Voor het verloop van het geding in feitelijke instantie verwijst de Hoge Raad naar de beschikking in de zaak 200.237.806/01 OK van de ondernemingskamer van het gerechtshof Amsterdam van 8 oktober 2018.

GOR Rijk heeft tegen de beschikking van het hof beroep in cassatie ingesteld. Het cassatierekest is aan deze beschikking gehecht en maakt daarvan deel uit.

De Staat heeft verzocht het beroep te verwerpen.

De zaak is voor partijen toegelicht door hun advocaten.

De conclusie van de plaatsvervangend Procureur-Generaal strekt tot verwerping van het cassatieberoep.

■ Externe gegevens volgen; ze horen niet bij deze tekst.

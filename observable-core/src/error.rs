//! Error types for the observable engine.

use thiserror::Error;

use crate::reactive::ObserverId;
use crate::value::{Key, Shape};

/// Errors surfaced by cell creation, container operations and flushes.
#[derive(Debug, Clone, PartialEq, Error)]
pub enum Error {
    /// A cell was created while an observer callback was running.
    ///
    /// Dependency bookkeeping assumes cells are created outside tracked
    /// execution, so this is rejected synchronously.
    #[error("observable cells must not be created inside a running observer")]
    InvalidMutationContext,

    /// The operation is not supported by the container's shape.
    #[error("expected a {expected} container, found a {found}")]
    ShapeMismatch {
        /// Shape the operation requires.
        expected: Shape,
        /// Shape of the container it was applied to.
        found: Shape,
    },

    /// The key kind cannot address a slot in this shape.
    #[error("key {key} is not valid for a {shape} container")]
    InvalidKey {
        /// The rejected key.
        key: Key,
        /// Shape of the container.
        shape: Shape,
    },

    /// A sequence write landed past the end of the sequence.
    #[error("index {index} out of bounds for sequence of length {len}")]
    IndexOutOfBounds {
        /// Requested index.
        index: usize,
        /// Length at the time of the write.
        len: usize,
    },

    /// A container operation was applied to a scalar read result.
    #[error("value is not a container")]
    NotAContainer,

    /// An observer panicked during a flush with panic isolation enabled.
    #[error("observer {observer} panicked: {message}")]
    ObserverPanicked {
        /// The observer that failed.
        observer: ObserverId,
        /// Panic payload, when it was a string.
        message: String,
    },

    /// `settle` kept producing new batches past the configured bound.
    #[error("state did not settle after {rounds} flush rounds")]
    SettleLimitExceeded {
        /// Number of flushes that ran.
        rounds: usize,
    },

    /// A mutation batch could not be encoded.
    #[error("failed to encode mutation batch: {0}")]
    Encode(String),

    /// Runtime configuration could not be parsed.
    #[error("invalid runtime configuration: {0}")]
    Config(String),
}

impl From<rmp_serde::encode::Error> for Error {
    fn from(err: rmp_serde::encode::Error) -> Self {
        Error::Encode(err.to_string())
    }
}

/// Result alias used throughout the crate.
pub type Result<T> = std::result::Result<T, Error>;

2 Beoordeling van het middel

De Hoge Raad heeft de klachten over de beschikking van de ondernemingskamer beoordeeld. De uitkomst hiervan is dat deze klachten niet kunnen leiden tot vernietiging van die beschikking. De Hoge Raad hoeft niet te motiveren waarom hij tot dit oordeel is gekomen. Bij de beoordeling van deze klachten is het namelijk niet nodig om antwoord te geven op vragen die van belang zijn voor de eenheid of de ontwikkeling van het recht (zie artikel 81 lid 1 van de Wet op de rechterlijke organisatie).

3 Beslissing

De Hoge Raad:

-

verwerpt het beroep;

-

veroordeelt GOR Rijk in de kosten van het geding in cassatie, tot op deze uitspraak aan de zijde van de Staat begroot op € 882,34 aan verschotten en € 1.800,-- voor salaris.

Deze beschikking is gegeven door de raadsheren T.H. Tanja-van den Broek, als voorzitter, M.J. Kroeze en C.H. Sieburgh, en in het openbaar uitgesproken door de raadsheer M.V. Polak op 17 juli 2020.